Note that it doesn't say to replace `.read(100)` with `.read_text()`; it uses the default version (without arguments) for both. (That being said, `read_text` doesn't have a limit argument, but that is a completely different issue.)

So you're right - if you're applying the suggestion verbatim without thinking, you will get incorrect results; but the suggestions were not intended for that.


I find that linters that have a non-trivial false-positive rate get very annoying very quick.


The example shown on the Refurb GitHub page is a little unfortunate. As you say, there is also a potential scalability problem with the original design if the input file is too large to hold in memory in its entirety.

In the example, that issue could be avoided with minimal cost by reading the file lazily:

    with open(filename) as f:
        for line in f:
            do_same_things_with(line)
The specific change Refurb suggests instead doesn’t have this benefit.

However, in general switching to a lazy design won’t always be as safe and easy as it is here, so I’m not sure what I’d ideally want a tool to say in this situation. You’d need much more sophisticated analysis of the original code’s design if you wanted to do something like warning about unnecessarily reading an entire file and suggesting the lazy alternative. It doesn’t seem like a good idea to warn about all uses of the functions that will read the whole file at once, because often with Python scripts that’s a simple and effective way get the required job done and the added complexity from a more scalable design isn’t needed or justified.

Writing good style checkers is hard. :-)


The open() variant reads the first 100 text characters, not 100 bytes, because open() works in “text mode” by default, so the two are not _that_ different. Your generally point is still very correct though, the memory issue is the main problem with the “suggestion” here.


Yes, I completely missed the `100` parameter to `read`. And as a sibling comment said, I also understand them to be suggestions, but in this case, I think `read()` and `read(param)` should be treated as two separate cases, or at least this caveat made clear.


Also, I don't know if this was part of your critique, but are you also mentioning that the "a" variable is not in the suggestion? The reason behind that is long names, such as "super_special_file" would greatly increase the length of the error messages, making it hard to see the "meat" of what is being changed. Hence the x and y naming.
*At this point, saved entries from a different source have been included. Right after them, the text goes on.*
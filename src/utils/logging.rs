//! 日志初始化
//! 进程级诊断配置：启动期一次性写入，扫描期间只读（无需同步）

use std::io;

use tracing_subscriber::EnvFilter;
use tracing_subscriber::filter::LevelFilter;

/// 根据-v重复次数初始化全局日志
/// 0=仅错误 1=警告 2=信息 ≥3=调试；RUST_LOG环境变量优先
/// 诊断输出走stderr，stdout归打印线程独占
pub fn init_logging(verbosity: u8) {
    let level = match verbosity {
        0 => LevelFilter::ERROR,
        1 => LevelFilter::WARN,
        2 => LevelFilter::INFO,
        _ => LevelFilter::DEBUG,
    };

    let filter = EnvFilter::try_from_default_env()
        .unwrap_or_else(|_| EnvFilter::default().add_directive(level.into()));

    tracing_subscriber::fmt()
        .with_env_filter(filter)
        .with_writer(io::stderr)
        .with_target(false)
        .init();
}
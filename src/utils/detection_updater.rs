//! 检测结果更新工具
//! 负责更新检测结果（叠加置信度、保留版本）

use std::collections::HashMap;
use std::collections::hash_map::Entry;

use crate::rule::TechRule;

/// 检测结果更新工具
pub struct DetectionUpdater;

impl DetectionUpdater {
    /// 更新检测结果：同技术多次命中时叠加置信度（上限100），保留首个版本
    pub fn update(
        detected: &mut HashMap<String, (u8, Option<String>)>,
        tech_name: String,
        confidence: Option<u8>,
        version: Option<String>,
    ) {
        let conf = confidence.unwrap_or(100);

        match detected.entry(tech_name) {
            Entry::Occupied(mut entry) => {
                let (existing_conf, existing_version) = entry.get_mut();
                *existing_conf = existing_conf.saturating_add(conf).min(100);

                if existing_version.is_none() {
                    *existing_version = version;
                }
            }
            Entry::Vacant(entry) => {
                entry.insert((conf.min(100), version));
            }
        }
    }

    /// 应用关联推导规则（implies）
    pub fn apply_implies(
        tech_rules: &HashMap<String, TechRule>,
        detected: &mut HashMap<String, (u8, Option<String>)>,
    ) {
        let mut implied_techs = Vec::new();

        for (tech_name, tech_rule) in tech_rules {
            if detected.contains_key(tech_name) {
                if let Some(implies) = &tech_rule.implies {
                    Self::parse_implies(implies, &mut implied_techs);
                }
            }
        }

        // 隐含技术默认置信度50
        for implied in implied_techs {
            detected.entry(implied).or_insert((50, None));
        }
    }

    /// 解析implies规则（字符串/字符串数组，剥离confidence标签）
    fn parse_implies(implies: &serde_json::Value, implied_techs: &mut Vec<String>) {
        let mut push = |s: &str| {
            // implies条目可携带 \;confidence:N 标签，技术名在标签前
            let name = s.split("\\;").next().unwrap_or(s).trim();
            if !name.is_empty() {
                implied_techs.push(name.to_string());
            }
        };

        match implies {
            serde_json::Value::String(s) => push(s),
            serde_json::Value::Array(arr) => {
                for item in arr {
                    if let serde_json::Value::String(s) = item {
                        push(s);
                    }
                }
            }
            _ => {}
        }
    }
}

#[cfg(test)]
mod tests {
    use super::*;

    #[test]
    fn test_update_accumulates_confidence_clamped() {
        let mut detected = HashMap::new();
        DetectionUpdater::update(&mut detected, "Nginx".to_string(), Some(60), None);
        DetectionUpdater::update(&mut detected, "Nginx".to_string(), Some(60), Some("1.21".to_string()));

        let (conf, version) = detected.get("Nginx").unwrap();
        assert_eq!(*conf, 100);
        // 首次无版本，第二次命中补充版本
        assert_eq!(version.as_deref(), Some("1.21"));
    }

    #[test]
    fn test_update_keeps_first_version() {
        let mut detected = HashMap::new();
        DetectionUpdater::update(&mut detected, "jQuery".to_string(), Some(50), Some("3.6.0".to_string()));
        DetectionUpdater::update(&mut detected, "jQuery".to_string(), Some(50), Some("2.0.0".to_string()));

        assert_eq!(detected.get("jQuery").unwrap().1.as_deref(), Some("3.6.0"));
    }

    #[test]
    fn test_apply_implies_adds_missing_tech() {
        let raw = br#"{
            "categories": {},
            "technologies": {
                "WordPress": {"cats": [1], "implies": ["PHP", "MySQL\\;confidence:80"]},
                "PHP": {"cats": [27]},
                "MySQL": {"cats": [34]}
            }
        }"#;
        let lib = crate::rule::RuleLoader::parse(raw).unwrap();

        let mut detected = HashMap::new();
        detected.insert("WordPress".to_string(), (100u8, None));
        DetectionUpdater::apply_implies(&lib.tech_rules, &mut detected);

        assert_eq!(detected.get("PHP").unwrap().0, 50);
        assert!(detected.contains_key("MySQL"));
        // 已检出的技术不被implies覆盖
        assert_eq!(detected.get("WordPress").unwrap().0, 100);
    }
}
//! 版本提取工具模块
//! 根据版本模板从正则捕获结果中提取技术版本号
//! 支持 \1/\2 或 $1/$2 两种分组引用格式，自动过滤无效版本

use regex::Captures;

/// 版本提取工具类
pub struct VersionExtractor;

impl VersionExtractor {
    /// 从正则捕获结果中提取有效版本号
    /// 返回None的情形：模板为空、无任何有效替换、替换后仍残留占位符
    pub fn extract(version_template: &Option<String>, captures: &Captures) -> Option<String> {
        let template = version_template.as_ref().filter(|t| !t.trim().is_empty())?;

        let mut version = template.clone();
        let mut replaced = false;

        // 分组0是整体匹配，不参与版本提取
        for group_index in 1..captures.len() {
            let placeholder_backslash = format!("\\{}", group_index);
            let placeholder_dollar = format!("${}", group_index);

            let matched_str = captures
                .get(group_index)
                .map(|m| m.as_str().trim())
                .unwrap_or("");
            if !matched_str.is_empty() {
                replaced = true;
            }
            version = version.replace(&placeholder_backslash, matched_str);
            version = version.replace(&placeholder_dollar, matched_str);
        }

        let final_version = version.trim().to_string();
        if !replaced
            || final_version.is_empty()
            || final_version.contains('\\')
            || final_version.contains('$')
        {
            return None;
        }
        Some(final_version)
    }
}

// 单元测试
#[cfg(test)]
mod tests {
    use super::*;
    use regex::Regex;

    #[test]
    fn test_extract_with_backslash_placeholder() {
        let regex = Regex::new(r#"nginx(?:/([\d.]+))?"#).unwrap();
        let captures = regex.captures("nginx/1.21.6").unwrap();
        let template = Some("\\1".to_string());

        let version = VersionExtractor::extract(&template, &captures);
        assert_eq!(version, Some("1.21.6".to_string()));
    }

    #[test]
    fn test_extract_with_dollar_placeholder() {
        let regex = Regex::new(r#"apache(?:/([\d.]+))?"#).unwrap();
        let captures = regex.captures("apache/2.4.57").unwrap();
        let template = Some("$1".to_string());

        let version = VersionExtractor::extract(&template, &captures);
        assert_eq!(version, Some("2.4.57".to_string()));
    }

    #[test]
    fn test_extract_empty_group_returns_none() {
        // 分组未命中时不应返回空串版本
        let regex = Regex::new(r#"nginx(?:/([\d.]+))?"#).unwrap();
        let captures = regex.captures("nginx").unwrap();
        let template = Some("\\1".to_string());

        assert_eq!(VersionExtractor::extract(&template, &captures), None);
    }

    #[test]
    fn test_extract_missing_placeholder_returns_none() {
        // 模板引用不存在的分组（\2），应返回None
        let regex = Regex::new(r#"nginx(?:/([\d.]+))?"#).unwrap();
        let captures = regex.captures("nginx/1.21.6").unwrap();
        let template = Some("\\2".to_string());

        assert_eq!(VersionExtractor::extract(&template, &captures), None);
    }

    #[test]
    fn test_extract_multi_group_template() {
        let regex = Regex::new(r#"(\w+)/v([\d.]+)-(\w+)"#).unwrap();
        let captures = regex.captures("rust/v1.75.0-stable").unwrap();
        let template = Some("\\1-$2-\\3".to_string());

        let version = VersionExtractor::extract(&template, &captures);
        assert_eq!(version, Some("rust-1.75.0-stable".to_string()));
    }
}
//! Header格式转换工具
//! 不同Header格式之间的转换

use std::collections::HashMap;
use reqwest::header::HeaderMap;

/// Header转换工具
pub struct HeaderConverter;

impl HeaderConverter {
    /// 将HeaderMap转换为HashMap<String, Vec<String>>（键统一小写）
    pub fn to_hashmap(header_map: &HeaderMap) -> HashMap<String, Vec<String>> {
        let mut map: HashMap<String, Vec<String>> = HashMap::new();
        for (key, value) in header_map.iter() {
            let key_str = key.as_str().to_lowercase();
            let value_str = value.to_str().unwrap_or("").to_string();
            map.entry(key_str).or_default().push(value_str);
        }
        map
    }

    /// 将HashMap<String, Vec<String>>压缩为单值HashMap<String, String>
    /// 取每个键第一个非空值
    pub fn to_single_value(hashmap: &HashMap<String, Vec<String>>) -> HashMap<String, String> {
        let mut single_map = HashMap::new();
        for (key, values) in hashmap {
            if let Some(first_val) = values.iter().find(|v| !v.is_empty()) {
                single_map.insert(key.clone(), first_val.clone());
            }
        }
        single_map
    }
}

#[cfg(test)]
mod tests {
    use super::*;
    use reqwest::header::{HeaderName, HeaderValue};

    #[test]
    fn test_to_hashmap_lowercases_and_collects() {
        let mut headers = HeaderMap::new();
        headers.append(
            HeaderName::from_static("server"),
            HeaderValue::from_static("nginx/1.21.6"),
        );
        headers.append(
            HeaderName::from_static("set-cookie"),
            HeaderValue::from_static("a=1"),
        );
        headers.append(
            HeaderName::from_static("set-cookie"),
            HeaderValue::from_static("b=2"),
        );

        let map = HeaderConverter::to_hashmap(&headers);
        assert_eq!(map.get("server").unwrap(), &vec!["nginx/1.21.6".to_string()]);
        assert_eq!(map.get("set-cookie").unwrap().len(), 2);
    }

    #[test]
    fn test_to_single_value_takes_first_non_empty() {
        let mut map = HashMap::new();
        map.insert("x-powered-by".to_string(), vec!["".to_string(), "PHP/8.1".to_string()]);

        let single = HeaderConverter::to_single_value(&map);
        assert_eq!(single.get("x-powered-by").unwrap(), "PHP/8.1");
    }
}
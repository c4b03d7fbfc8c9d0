//! 调度器：固定大小工作池 + 结果通道终止协议
//! 不变式：每个提交目标恰好产出一条结果消息，终止标记唯一且严格最后

use std::future::Future;
use std::sync::Arc;

use tokio::sync::Semaphore;
use tokio::sync::mpsc::UnboundedSender;
use tokio::task::JoinHandle;
use tracing::{debug, error};

use super::worker::FetchOutcome;
use crate::error::RswappyError;

/// 结果通道消息
/// 终止标记是独立变体而非带内魔法值，与真实数据不可能冲突
#[derive(Debug)]
pub enum ResultMessage {
    Outcome(FetchOutcome),
    Done,
}

/// 一轮调度的汇总报告
#[derive(Debug, Clone, Copy, Default)]
pub struct DispatchReport {
    /// 提交到工作池的目标总数
    pub submitted: usize,
    /// 异常终止（panic）后被降级为Failure的任务数
    pub faults: usize,
}

/// 调度主循环：目标流 -> 有界并发工作池 -> 结果通道
///
/// 并发许可是唯一的准入控制：池满时本循环在acquire处挂起，
/// 目标流的消费速度随之自然回压。目标流耗尽且全部在途任务
/// 结束后，发送唯一的Done——晚于所有结果消息。
///
/// 工作任务panic不会丢失结果：join侧将该目标降级为
/// WorkerPanic失败并计入faults，池照常排空，消费端绝不悬挂。
pub async fn dispatch_all<I, F, Fut>(
    targets: I,
    workers: usize,
    tx: UnboundedSender<ResultMessage>,
    worker_fn: F,
) -> DispatchReport
where
    I: IntoIterator<Item = String>,
    F: Fn(String) -> Fut,
    Fut: Future<Output = FetchOutcome> + Send + 'static,
{
    let workers = workers.max(1);
    let semaphore = Arc::new(Semaphore::new(workers));
    let mut handles: Vec<(String, JoinHandle<()>)> = Vec::new();
    let mut submitted = 0usize;

    for target in targets {
        // 池满时在此挂起，W是唯一的并发上限
        let permit = semaphore
            .clone()
            .acquire_owned()
            .await
            .expect("信号量不会在调度期间关闭");

        let tx_task = tx.clone();
        let fut = worker_fn(target.clone());
        submitted += 1;

        let handle = tokio::spawn(async move {
            let _permit = permit; // 任务结束自动释放许可
            let outcome = fut.await;
            // 仅当消费端提前消亡时失败，此时结果已无处可去
            let _ = tx_task.send(ResultMessage::Outcome(outcome));
        });
        handles.push((target, handle));
    }
    debug!("目标流耗尽，共提交 {} 个目标，等待在途任务排空", submitted);

    // 等待全部在途任务完成；panic任务降级为该目标的Failure
    let mut faults = 0usize;
    for (target, handle) in handles {
        if let Err(join_err) = handle.await {
            faults += 1;
            error!("目标 {} 的工作任务异常终止：{}", target, join_err);
            let _ = tx.send(ResultMessage::Outcome(FetchOutcome::Failure {
                target,
                error: RswappyError::WorkerPanic(join_err.to_string()),
            }));
        }
    }

    // 终止标记：唯一一次，严格晚于全部结果
    let _ = tx.send(ResultMessage::Done);

    DispatchReport { submitted, faults }
}

#[cfg(test)]
mod tests {
    use super::*;
    use tokio::sync::mpsc;

    async fn drain(mut rx: mpsc::UnboundedReceiver<ResultMessage>) -> Vec<ResultMessage> {
        let mut messages = Vec::new();
        while let Some(m) = rx.recv().await {
            messages.push(m);
        }
        messages
    }

    /// N个目标在任意池宽下都应产出恰好N条结果 + 最后一条Done
    #[tokio::test(flavor = "multi_thread")]
    async fn test_exactly_n_outcomes_then_done() {
        let targets: Vec<String> = (0..7).map(|i| format!("https://t{}.example", i)).collect();

        for workers in [1usize, 2, 7, 32] {
            let (tx, rx) = mpsc::unbounded_channel();
            let report = dispatch_all(targets.clone(), workers, tx, |target| async move {
                FetchOutcome::Success {
                    target,
                    matches: vec![],
                }
            })
            .await;

            let messages = drain(rx).await;
            assert_eq!(report.submitted, 7);
            assert_eq!(report.faults, 0);
            assert_eq!(messages.len(), 8, "workers={}", workers);
            assert!(matches!(messages.last(), Some(ResultMessage::Done)));
            let outcomes = messages
                .iter()
                .filter(|m| matches!(m, ResultMessage::Outcome(_)))
                .count();
            assert_eq!(outcomes, 7, "workers={}", workers);
        }
    }

    /// 重复目标各自独立处理，各产出一条结果
    #[tokio::test(flavor = "multi_thread")]
    async fn test_duplicate_targets_processed_independently() {
        let targets = vec!["https://dup.example".to_string(); 3];
        let (tx, rx) = mpsc::unbounded_channel();

        let report = dispatch_all(targets, 2, tx, |target| async move {
            FetchOutcome::Success {
                target,
                matches: vec![],
            }
        })
        .await;

        let messages = drain(rx).await;
        assert_eq!(report.submitted, 3);
        assert_eq!(messages.len(), 4);
    }

    /// 工作任务panic：该目标降级为Failure，Done仍然到达，池不悬挂
    #[tokio::test(flavor = "multi_thread")]
    async fn test_worker_panic_is_isolated() {
        let targets: Vec<String> = vec![
            "https://ok1.example".to_string(),
            "boom".to_string(),
            "https://ok2.example".to_string(),
        ];
        let (tx, rx) = mpsc::unbounded_channel();

        let report = dispatch_all(targets, 2, tx, |target| async move {
            if target == "boom" {
                panic!("内部故障注入");
            }
            FetchOutcome::Success {
                target,
                matches: vec![],
            }
        })
        .await;

        let messages = drain(rx).await;
        assert_eq!(report.submitted, 3);
        assert_eq!(report.faults, 1);
        // 3条结果 + Done，panic目标以WorkerPanic失败出现
        assert_eq!(messages.len(), 4);
        assert!(matches!(messages.last(), Some(ResultMessage::Done)));

        let panic_failure = messages.iter().any(|m| {
            matches!(
                m,
                ResultMessage::Outcome(FetchOutcome::Failure { target, error: RswappyError::WorkerPanic(_) })
                    if target == "boom"
            )
        });
        assert!(panic_failure);
    }

    /// 空目标流：零结果，仅一条Done
    #[tokio::test(flavor = "multi_thread")]
    async fn test_empty_target_stream() {
        let (tx, rx) = mpsc::unbounded_channel();
        let report = dispatch_all(Vec::<String>::new(), 4, tx, |target| async move {
            FetchOutcome::Success {
                target,
                matches: vec![],
            }
        })
        .await;

        let messages = drain(rx).await;
        assert_eq!(report.submitted, 0);
        assert_eq!(messages.len(), 1);
        assert!(matches!(messages[0], ResultMessage::Done));
    }
}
Perhaps I should add a flag to allow verbatim (or close to it) errors. Recreating the source lines exactly will be pretty hard, but I think we can do better here.


Perhaps substitute the actual variables if they are simple and short, otherwise do something like:

> main.py:1:1 [FURB101]: Use `y = pathlib.Path(x).read_text()` instead of `with open(x, ...) as f: y = f.read()`, where y=my_important_data and x=super_special_file

Btw: thanks, your tool suggested a handful of things I didn't know about, and pushed me towards using pathlib instead of relying on my muscle memory to do the laborious `os.path.join(..., ...)`.

One request I would have is to spell out the full name of suggested imports. I had never heard of `contextlib.suppress`. And in the above message, I think it will be obvious that you could do `from pathlib import Path` instead of the literal text in the suggestion.


I think this would be a good change. I agree that the imported names should be spelled out: You shouldn't have to go hunting down the docs before you go and change anything. Again, this would increase horizontal space, but I think it is for the better (the errors are already pretty long anyways).


Yes, Refurb error messages are not gospel: Make sure the changes make sense! Thank you for bring this bug up, I will make sure to address it tomorrow.